ASHEIM Geir Bjarne
There are clear conflicts of interest between generations: the wellbeing of future generations might be undermined unless we take costly action today. Climate policies are a prime example of such costly current action with long- term future benefits: Should we incur costs today, by abating greenhouse gas emissions, in order to reduce the risk of serious and irreversible changes in future living conditions? This normative question of intergenerational equity can be addressed by imposing ethically attractive properties (called axioms) on distributions of wellbeing among generations to determine what criteria should be used for evaluating climate policies. The basic support for sustainability yielded by criteria of intergenerational equity with fixed population and certainty seems not to generalize to the relevant context of variable population and risk. Rather, with variable population and risk, a main concern becomes to avoid lives with low wellbeing, e.g. after some catastrophic future environmental degradation. The main research question is thus to investigate the tension between the seemingly innocent axioms on which criteria of intergenerational equity are based, and the seemingly unattractive implications that such criteria might lead to in the context of variable population and risk.

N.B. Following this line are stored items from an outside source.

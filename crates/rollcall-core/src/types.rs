use serde::{Deserialize, Serialize};
use thiserror::Error;

/// Bounding box for a detected face, with optional facial landmarks.
#[derive(Debug, Clone, Serialize, Deserialize)]
pub struct BoundingBox {
    pub x: f32,
    pub y: f32,
    pub width: f32,
    pub height: f32,
    pub confidence: f32,
    /// Five-point facial landmarks: [left_eye, right_eye, nose, left_mouth, right_mouth].
    pub landmarks: Option<[(f32, f32); 5]>,
}

impl BoundingBox {
    /// Integer pixel rectangle `(left, top, right, bottom)` clamped to the frame.
    pub fn pixel_rect(&self, frame_width: u32, frame_height: u32) -> (u32, u32, u32, u32) {
        let max_x = frame_width.saturating_sub(1) as f32;
        let max_y = frame_height.saturating_sub(1) as f32;
        let left = self.x.clamp(0.0, max_x);
        let top = self.y.clamp(0.0, max_y);
        let right = (self.x + self.width).clamp(0.0, max_x);
        let bottom = (self.y + self.height).clamp(0.0, max_y);
        (left as u32, top as u32, right as u32, bottom as u32)
    }

    /// Shorter side of the box in pixels.
    pub fn min_side(&self) -> f32 {
        self.width.min(self.height)
    }
}

#[derive(Error, Debug)]
#[error("image buffer too short: {width}x{height} needs {expected} bytes, got {actual}")]
pub struct ImageSizeError {
    pub width: u32,
    pub height: u32,
    pub expected: usize,
    pub actual: usize,
}

/// Borrowed 8-bit grayscale image.
#[derive(Debug, Clone, Copy)]
pub struct GrayImage<'a> {
    data: &'a [u8],
    width: u32,
    height: u32,
}

impl<'a> GrayImage<'a> {
    pub fn new(data: &'a [u8], width: u32, height: u32) -> Result<Self, ImageSizeError> {
        let expected = width as usize * height as usize;
        if data.len() < expected {
            return Err(ImageSizeError {
                width,
                height,
                expected,
                actual: data.len(),
            });
        }
        Ok(Self {
            data,
            width,
            height,
        })
    }

    pub fn data(&self) -> &'a [u8] {
        self.data
    }

    pub fn width(&self) -> u32 {
        self.width
    }

    pub fn height(&self) -> u32 {
        self.height
    }

    /// Pixel value, or 0 outside the image.
    pub fn get(&self, x: i64, y: i64) -> u8 {
        if x < 0 || y < 0 || x >= self.width as i64 || y >= self.height as i64 {
            return 0;
        }
        self.data[y as usize * self.width as usize + x as usize]
    }
}

/// Face embedding vector (512-dimensional for ArcFace).
#[derive(Debug, Clone, PartialEq, Serialize, Deserialize)]
pub struct Embedding {
    pub values: Vec<f32>,
}

impl Embedding {
    pub fn new(values: Vec<f32>) -> Self {
        Self { values }
    }

    /// Cosine similarity in [-1, 1]. Zero vectors compare as 0.
    pub fn similarity(&self, other: &Embedding) -> f32 {
        let mut dot = 0.0f32;
        let mut norm_a = 0.0f32;
        let mut norm_b = 0.0f32;

        for (a, b) in self.values.iter().zip(other.values.iter()) {
            dot += a * b;
            norm_a += a * a;
            norm_b += b * b;
        }

        let denom = norm_a.sqrt() * norm_b.sqrt();
        if denom > 0.0 {
            dot / denom
        } else {
            0.0
        }
    }

    /// L2 distance. For unit vectors this is `sqrt(2 - 2 * similarity)`.
    pub fn euclidean_distance(&self, other: &Embedding) -> f32 {
        self.values
            .iter()
            .zip(other.values.iter())
            .map(|(a, b)| (a - b).powi(2))
            .sum::<f32>()
            .sqrt()
    }

    /// L2-normalized copy. A zero vector is returned unchanged.
    pub fn normalized(&self) -> Embedding {
        let norm: f32 = self.values.iter().map(|v| v * v).sum::<f32>().sqrt();
        if norm > 0.0 {
            Embedding::new(self.values.iter().map(|v| v / norm).collect())
        } else {
            self.clone()
        }
    }

    /// Element-wise mean of several embeddings, L2-normalized.
    ///
    /// Returns `None` for an empty slice or mismatched dimensions.
    pub fn mean(samples: &[Embedding]) -> Option<Embedding> {
        let first = samples.first()?;
        let dim = first.values.len();
        if samples.iter().any(|s| s.values.len() != dim) {
            return None;
        }
        let mut acc = vec![0.0f32; dim];
        for sample in samples {
            for (slot, v) in acc.iter_mut().zip(&sample.values) {
                *slot += v;
            }
        }
        let n = samples.len() as f32;
        acc.iter_mut().for_each(|v| *v /= n);
        Some(Embedding::new(acc).normalized())
    }
}

/// One enrolled face: which roster identity it belongs to and its embedding.
#[derive(Debug, Clone)]
pub struct GalleryEntry {
    pub identity: usize,
    pub embedding: Embedding,
}

/// Result of matching a probe embedding against a gallery.
#[derive(Debug, Clone, Serialize)]
pub struct MatchResult {
    pub matched: bool,
    /// Cosine similarity of the best candidate [-1, 1].
    pub similarity: f32,
    /// Roster identity of the best candidate, set only when matched.
    pub identity: Option<usize>,
}

impl MatchResult {
    pub fn unmatched(similarity: f32) -> Self {
        Self {
            matched: false,
            similarity,
            identity: None,
        }
    }
}

/// Strategy for comparing a probe embedding against the enrolled gallery.
pub trait Matcher {
    fn best_match(&self, probe: &Embedding, gallery: &[GalleryEntry], threshold: f32) -> MatchResult;
}

/// Highest cosine similarity over the full gallery.
pub struct CosineMatcher;

impl Matcher for CosineMatcher {
    fn best_match(&self, probe: &Embedding, gallery: &[GalleryEntry], threshold: f32) -> MatchResult {
        let best = gallery
            .iter()
            .map(|entry| (entry.identity, probe.similarity(&entry.embedding)))
            .fold(None, |best: Option<(usize, f32)>, (identity, sim)| match best {
                Some((_, best_sim)) if best_sim >= sim => best,
                _ => Some((identity, sim)),
            });

        match best {
            Some((identity, similarity)) if similarity >= threshold => MatchResult {
                matched: true,
                similarity,
                identity: Some(identity),
            },
            Some((_, similarity)) => MatchResult::unmatched(similarity),
            None => MatchResult::unmatched(0.0),
        }
    }
}

#[cfg(test)]
mod tests {
    use super::*;

    fn entry(identity: usize, values: &[f32]) -> GalleryEntry {
        GalleryEntry {
            identity,
            embedding: Embedding::new(values.to_vec()),
        }
    }

    #[test]
    fn test_similarity_identical_and_opposite() {
        let a = Embedding::new(vec![1.0, 0.0, 0.0]);
        let b = Embedding::new(vec![-1.0, 0.0, 0.0]);
        assert!((a.similarity(&a) - 1.0).abs() < 1e-6);
        assert!((a.similarity(&b) + 1.0).abs() < 1e-6);
    }

    #[test]
    fn test_similarity_zero_vector() {
        let a = Embedding::new(vec![0.0, 0.0]);
        let b = Embedding::new(vec![1.0, 0.0]);
        assert_eq!(a.similarity(&b), 0.0);
    }

    #[test]
    fn test_normalized_unit_length() {
        let e = Embedding::new(vec![3.0, 4.0]).normalized();
        assert!((e.values[0] - 0.6).abs() < 1e-6);
        assert!((e.values[1] - 0.8).abs() < 1e-6);
    }

    #[test]
    fn test_euclidean_distance_tracks_similarity() {
        let a = Embedding::new(vec![3.0, 0.0]);
        let b = Embedding::new(vec![0.0, 4.0]);
        assert!((a.euclidean_distance(&b) - 5.0).abs() < 1e-6);
        assert_eq!(a.euclidean_distance(&a), 0.0);

        let (u, v) = (a.normalized(), b.normalized());
        let expected = (2.0 - 2.0 * u.similarity(&v)).sqrt();
        assert!((u.euclidean_distance(&v) - expected).abs() < 1e-6);
    }

    #[test]
    fn test_mean_renormalizes() {
        let m = Embedding::mean(&[
            Embedding::new(vec![1.0, 0.0]),
            Embedding::new(vec![0.0, 1.0]),
        ])
        .unwrap();
        let half = std::f32::consts::FRAC_1_SQRT_2;
        assert!((m.values[0] - half).abs() < 1e-6);
        assert!((m.values[1] - half).abs() < 1e-6);
    }

    #[test]
    fn test_mean_rejects_empty_and_mismatched() {
        assert!(Embedding::mean(&[]).is_none());
        assert!(Embedding::mean(&[
            Embedding::new(vec![1.0]),
            Embedding::new(vec![1.0, 0.0]),
        ])
        .is_none());
    }

    #[test]
    fn test_matcher_picks_best_identity() {
        let gallery = vec![
            entry(0, &[0.0, 1.0, 0.0]),
            entry(1, &[0.0, 0.0, 1.0]),
            entry(2, &[0.9, 0.1, 0.0]),
        ];
        let probe = Embedding::new(vec![1.0, 0.0, 0.0]);
        let result = CosineMatcher.best_match(&probe, &gallery, 0.5);
        assert!(result.matched);
        assert_eq!(result.identity, Some(2));
    }

    #[test]
    fn test_matcher_below_threshold_keeps_similarity() {
        let gallery = vec![entry(0, &[1.0, 1.0])];
        let probe = Embedding::new(vec![1.0, 0.0]);
        let result = CosineMatcher.best_match(&probe, &gallery, 0.9);
        assert!(!result.matched);
        assert_eq!(result.identity, None);
        assert!((result.similarity - std::f32::consts::FRAC_1_SQRT_2).abs() < 1e-5);
    }

    #[test]
    fn test_matcher_threshold_is_inclusive() {
        let gallery = vec![entry(4, &[1.0, 0.0])];
        let probe = Embedding::new(vec![1.0, 0.0]);
        assert!(CosineMatcher.best_match(&probe, &gallery, 1.0).matched);
    }

    #[test]
    fn test_matcher_empty_gallery() {
        let probe = Embedding::new(vec![1.0, 0.0]);
        let result = CosineMatcher.best_match(&probe, &[], 0.5);
        assert!(!result.matched);
        assert_eq!(result.similarity, 0.0);
    }

    #[test]
    fn test_gray_image_rejects_short_buffer() {
        let data = vec![0u8; 10];
        assert!(GrayImage::new(&data, 4, 4).is_err());
        let img = GrayImage::new(&data, 5, 2).unwrap();
        assert_eq!(img.get(-1, 0), 0);
        assert_eq!(img.get(5, 0), 0);
    }

    #[test]
    fn test_pixel_rect_clamps() {
        let b = BoundingBox {
            x: -10.0,
            y: 5.0,
            width: 50.0,
            height: 500.0,
            confidence: 0.9,
            landmarks: None,
        };
        assert_eq!(b.pixel_rect(100, 100), (0, 5, 40, 99));
    }
}
//! The daily attendance log: `<dir>/<YYYY-MM-DD>.csv`, one `name,HH:MM:SS`
//! row per student, no header.

use chrono::NaiveDate;
use std::fs::{File, OpenOptions};
use std::io::{Read, Seek, SeekFrom, Write};
use std::path::{Path, PathBuf};
use thiserror::Error;

#[derive(Error, Debug)]
pub enum LedgerError {
    #[error("attendance log {path}: {source}")]
    Io {
        path: PathBuf,
        source: std::io::Error,
    },
    #[error("attendance log {path}: {source}")]
    Csv {
        path: PathBuf,
        source: csv::Error,
    },
}

/// A row already present in the log.
#[derive(Debug, Clone, PartialEq, Eq)]
pub struct Entry {
    pub name: String,
    pub time: String,
}

/// Destination for attendance records.
pub trait AttendanceLog {
    fn record(&mut self, name: &str, time: &str) -> Result<(), LedgerError>;
}

/// Append-only CSV log for one day.
pub struct Ledger {
    path: PathBuf,
    writer: csv::Writer<File>,
}

impl Ledger {
    pub fn path_for(dir: &Path, date: NaiveDate) -> PathBuf {
        dir.join(format!("{}.csv", date.format("%Y-%m-%d")))
    }

    /// Open (creating if needed) the log for `date`, returning the rows it
    /// already holds so a restarted session can carry on.
    pub fn open(dir: &Path, date: NaiveDate) -> Result<(Self, Vec<Entry>), LedgerError> {
        std::fs::create_dir_all(dir).map_err(|source| LedgerError::Io {
            path: dir.to_path_buf(),
            source,
        })?;
        let path = Self::path_for(dir, date);
        let existing = if path.exists() { read_entries(&path)? } else { Vec::new() };

        let io_err = |source| LedgerError::Io {
            path: path.clone(),
            source,
        };
        let mut file = OpenOptions::new()
            .create(true)
            .read(true)
            .append(true)
            .open(&path)
            .map_err(io_err)?;
        terminate_last_row(&mut file).map_err(io_err)?;
        let writer = csv::WriterBuilder::new().has_headers(false).from_writer(file);

        tracing::info!(path = %path.display(), resumed = existing.len(), "attendance log open");
        Ok((Self { path, writer }, existing))
    }

    pub fn path(&self) -> &Path {
        &self.path
    }
}

impl AttendanceLog for Ledger {
    fn record(&mut self, name: &str, time: &str) -> Result<(), LedgerError> {
        let csv_err = |source| LedgerError::Csv {
            path: self.path.clone(),
            source,
        };
        self.writer.write_record([name, time]).map_err(csv_err)?;
        self.writer.flush().map_err(|source| LedgerError::Io {
            path: self.path.clone(),
            source,
        })
    }
}

/// A file whose last row lacks its newline would swallow the next record.
fn terminate_last_row(file: &mut File) -> std::io::Result<()> {
    let len = file.metadata()?.len();
    if len == 0 {
        return Ok(());
    }
    file.seek(SeekFrom::Start(len - 1))?;
    let mut last = [0u8; 1];
    file.read_exact(&mut last)?;
    if last[0] != b'\n' {
        file.write_all(b"\n")?;
    }
    Ok(())
}

fn read_entries(path: &Path) -> Result<Vec<Entry>, LedgerError> {
    let csv_err = |source| LedgerError::Csv {
        path: path.to_path_buf(),
        source,
    };
    let mut reader = csv::ReaderBuilder::new()
        .has_headers(false)
        .flexible(true)
        .from_path(path)
        .map_err(csv_err)?;

    let mut entries = Vec::new();
    for row in reader.records() {
        let row = row.map_err(csv_err)?;
        match (row.get(0), row.get(1)) {
            (Some(name), time) if !name.trim().is_empty() => entries.push(Entry {
                name: name.trim().to_string(),
                time: time.unwrap_or("").trim().to_string(),
            }),
            _ => tracing::warn!(path = %path.display(), row = ?row, "skipping malformed log row"),
        }
    }
    Ok(entries)
}

#[cfg(test)]
mod tests {
    use super::*;

    fn day() -> NaiveDate {
        NaiveDate::from_ymd_opt(2024, 3, 7).unwrap()
    }

    #[test]
    fn test_path_uses_iso_date() {
        assert_eq!(
            Ledger::path_for(Path::new("/var/att"), day()),
            PathBuf::from("/var/att/2024-03-07.csv")
        );
    }

    #[test]
    fn test_rows_are_written_without_header() {
        let dir = tempfile::tempdir().unwrap();
        let (mut ledger, existing) = Ledger::open(dir.path(), day()).unwrap();
        assert!(existing.is_empty());
        ledger.record("Ada Lovelace", "09:01:02").unwrap();
        ledger.record("Smith, Jo", "09:03:00").unwrap();

        let text = std::fs::read_to_string(ledger.path()).unwrap();
        assert_eq!(text, "Ada Lovelace,09:01:02\n\"Smith, Jo\",09:03:00\n");
    }

    #[test]
    fn test_reopen_resumes_and_appends() {
        let dir = tempfile::tempdir().unwrap();
        {
            let (mut ledger, _) = Ledger::open(dir.path(), day()).unwrap();
            ledger.record("Ada", "09:00:00").unwrap();
        }
        let (mut ledger, existing) = Ledger::open(dir.path(), day()).unwrap();
        assert_eq!(
            existing,
            vec![Entry {
                name: "Ada".into(),
                time: "09:00:00".into()
            }]
        );
        ledger.record("Grace", "09:10:00").unwrap();
        let text = std::fs::read_to_string(ledger.path()).unwrap();
        assert_eq!(text.lines().count(), 2);
    }

    #[test]
    fn test_resume_after_unterminated_row() {
        let dir = tempfile::tempdir().unwrap();
        let path = Ledger::path_for(dir.path(), day());
        std::fs::write(&path, "Ada,09:00:00").unwrap();
        {
            let (mut ledger, existing) = Ledger::open(dir.path(), day()).unwrap();
            assert_eq!(existing.len(), 1);
            ledger.record("Grace", "09:10:00").unwrap();
        }
        assert_eq!(
            std::fs::read_to_string(&path).unwrap(),
            "Ada,09:00:00\nGrace,09:10:00\n"
        );

        let (_, existing) = Ledger::open(dir.path(), day()).unwrap();
        assert_eq!(
            existing,
            vec![
                Entry {
                    name: "Ada".into(),
                    time: "09:00:00".into()
                },
                Entry {
                    name: "Grace".into(),
                    time: "09:10:00".into()
                },
            ]
        );
    }

    #[test]
    fn test_malformed_rows_are_skipped() {
        let dir = tempfile::tempdir().unwrap();
        std::fs::write(Ledger::path_for(dir.path(), day()), ",09:00:00\nGrace\n").unwrap();
        let (_, existing) = Ledger::open(dir.path(), day()).unwrap();
        assert_eq!(existing.len(), 1);
        assert_eq!(existing[0].name, "Grace");
        assert_eq!(existing[0].time, "");
    }
}
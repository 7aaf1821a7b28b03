//! rollcall-hw — camera capture for the attendance loop.
//!
//! Streams V4L2 frames as 8-bit grayscale, flags dark frames and
//! optionally equalizes contrast with CLAHE.

pub mod camera;
pub mod frame;

pub use camera::{Camera, CameraError, DeviceInfo, FrameStream};
pub use frame::{Clahe, Frame, PixelFormat};
use std::path::PathBuf;

/// Runtime configuration, loaded from `ROLLCALL_*` environment variables.
///
/// Command-line flags are applied on top by `main`.
#[derive(Debug, Clone)]
pub struct Config {
    /// V4L2 device path (default: /dev/video0).
    pub camera_device: String,
    /// Requested capture size; the driver may negotiate another.
    pub frame_width: u32,
    pub frame_height: u32,
    /// Directory containing the ONNX model files.
    pub model_dir: PathBuf,
    /// TOML roster of expected students and their reference photos.
    pub roster_path: PathBuf,
    /// Where the daily `<YYYY-MM-DD>.csv` log is written.
    pub attendance_dir: PathBuf,
    /// Cosine similarity at or above which a face matches a student.
    pub similarity_threshold: f32,
    /// Matching frames needed before a student is marked present.
    pub consecutive_frames: u32,
    /// Unknown faces remembered before the announcement cache is cleared.
    pub unknown_cache_size: usize,
    /// Frames discarded after the stream starts (auto-exposure settling).
    pub warmup_frames: usize,
    /// Faces smaller than this (pixels, shorter side) are ignored.
    pub min_face_size: f32,
    /// Apply CLAHE to each frame before detection.
    pub enhance_contrast: bool,
    pub speech: SpeechConfig,
    /// Annotated copy of the latest frame, if set.
    pub preview_path: Option<PathBuf>,
    /// TTF/OTF font for overlay labels; without it only boxes are drawn.
    pub font_path: Option<PathBuf>,
    /// Stop after this many frames (0 = until interrupted).
    pub max_frames: u64,
}

#[derive(Debug, Clone)]
pub struct SpeechConfig {
    pub enabled: bool,
    /// espeak-ng compatible binary.
    pub program: String,
    pub voice: String,
    /// Words per minute.
    pub rate: u32,
    /// 0.0–2.0, 1.0 is the engine default.
    pub volume: f32,
}

impl Config {
    pub fn from_env() -> Self {
        Self {
            camera_device: std::env::var("ROLLCALL_CAMERA_DEVICE").unwrap_or_else(|_| "/dev/video0".to_string()),
            frame_width: env_parse("ROLLCALL_FRAME_WIDTH", 640),
            frame_height: env_parse("ROLLCALL_FRAME_HEIGHT", 480),
            model_dir: std::env::var("ROLLCALL_MODEL_DIR")
                .map(PathBuf::from)
                .unwrap_or_else(|_| rollcall_core::default_model_dir()),
            roster_path: env_path("ROLLCALL_ROSTER").unwrap_or_else(|| PathBuf::from("roster.toml")),
            attendance_dir: env_path("ROLLCALL_ATTENDANCE_DIR").unwrap_or_else(|| PathBuf::from(".")),
            similarity_threshold: env_parse("ROLLCALL_SIMILARITY_THRESHOLD", 0.40),
            consecutive_frames: env_parse("ROLLCALL_CONSECUTIVE_FRAMES", 3),
            unknown_cache_size: env_parse("ROLLCALL_UNKNOWN_CACHE_SIZE", 10),
            warmup_frames: env_parse("ROLLCALL_WARMUP_FRAMES", 4),
            min_face_size: env_parse("ROLLCALL_MIN_FACE_SIZE", 40.0),
            enhance_contrast: env_flag("ROLLCALL_ENHANCE_CONTRAST", true),
            speech: SpeechConfig {
                enabled: env_flag("ROLLCALL_SPEECH", true),
                program: std::env::var("ROLLCALL_TTS_BIN").unwrap_or_else(|_| "espeak-ng".to_string()),
                voice: std::env::var("ROLLCALL_TTS_VOICE").unwrap_or_else(|_| "en".to_string()),
                rate: env_parse("ROLLCALL_TTS_RATE", 150),
                volume: env_parse("ROLLCALL_TTS_VOLUME", 0.9),
            },
            preview_path: env_path("ROLLCALL_PREVIEW"),
            font_path: env_path("ROLLCALL_FONT"),
            max_frames: env_parse("ROLLCALL_MAX_FRAMES", 0),
        }
    }

    pub fn detector_model_path(&self) -> PathBuf {
        self.model_dir.join(rollcall_core::DETECTOR_MODEL_FILE)
    }

    pub fn recognizer_model_path(&self) -> PathBuf {
        self.model_dir.join(rollcall_core::RECOGNIZER_MODEL_FILE)
    }
}

fn env_parse<T: std::str::FromStr>(key: &str, default: T) -> T {
    match std::env::var(key) {
        Ok(raw) => raw.trim().parse().unwrap_or_else(|_| {
            tracing::warn!(key, value = %raw, "ignoring unparsable setting");
            default
        }),
        Err(_) => default,
    }
}

fn env_flag(key: &str, default: bool) -> bool {
    std::env::var(key)
        .map(|v| !matches!(v.trim(), "0" | "false" | "no" | "off"))
        .unwrap_or(default)
}

fn env_path(key: &str) -> Option<PathBuf> {
    std::env::var_os(key).filter(|v| !v.is_empty()).map(PathBuf::from)
}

BIO:After studying mathematics and economics at the University of Bergen, Norway, Geir Asheim received his PhD in economics at University of California, Santa Barbara. Since 1994 he has been professor of economics at the University of Oslo. He has had longer visits to several US universities, including Cornell, Harvard, Northwestern and Stanford, and he was a resident at l'Institut d'études avancées – Paris in 2012. He was elected member of the Norwegian Academy of Sciences (Det Norske Videnskaps- Akademi) in 2014. His main research fields are: (1) Game theory in which he has published the book "The Consistent Preferences Approach to Deductive Reasoning in Games" (2006) in addition to a number of journal articles (one awarded the Royal Economic Society Prize). (2) Intergenerational equity in which he has published numerous articles during the last 30 years. Geir Asheim is currently working on axiomatic analysis of intergenerational equity, motivated by the need to resolve the intergenerational conflict that climate change leads to.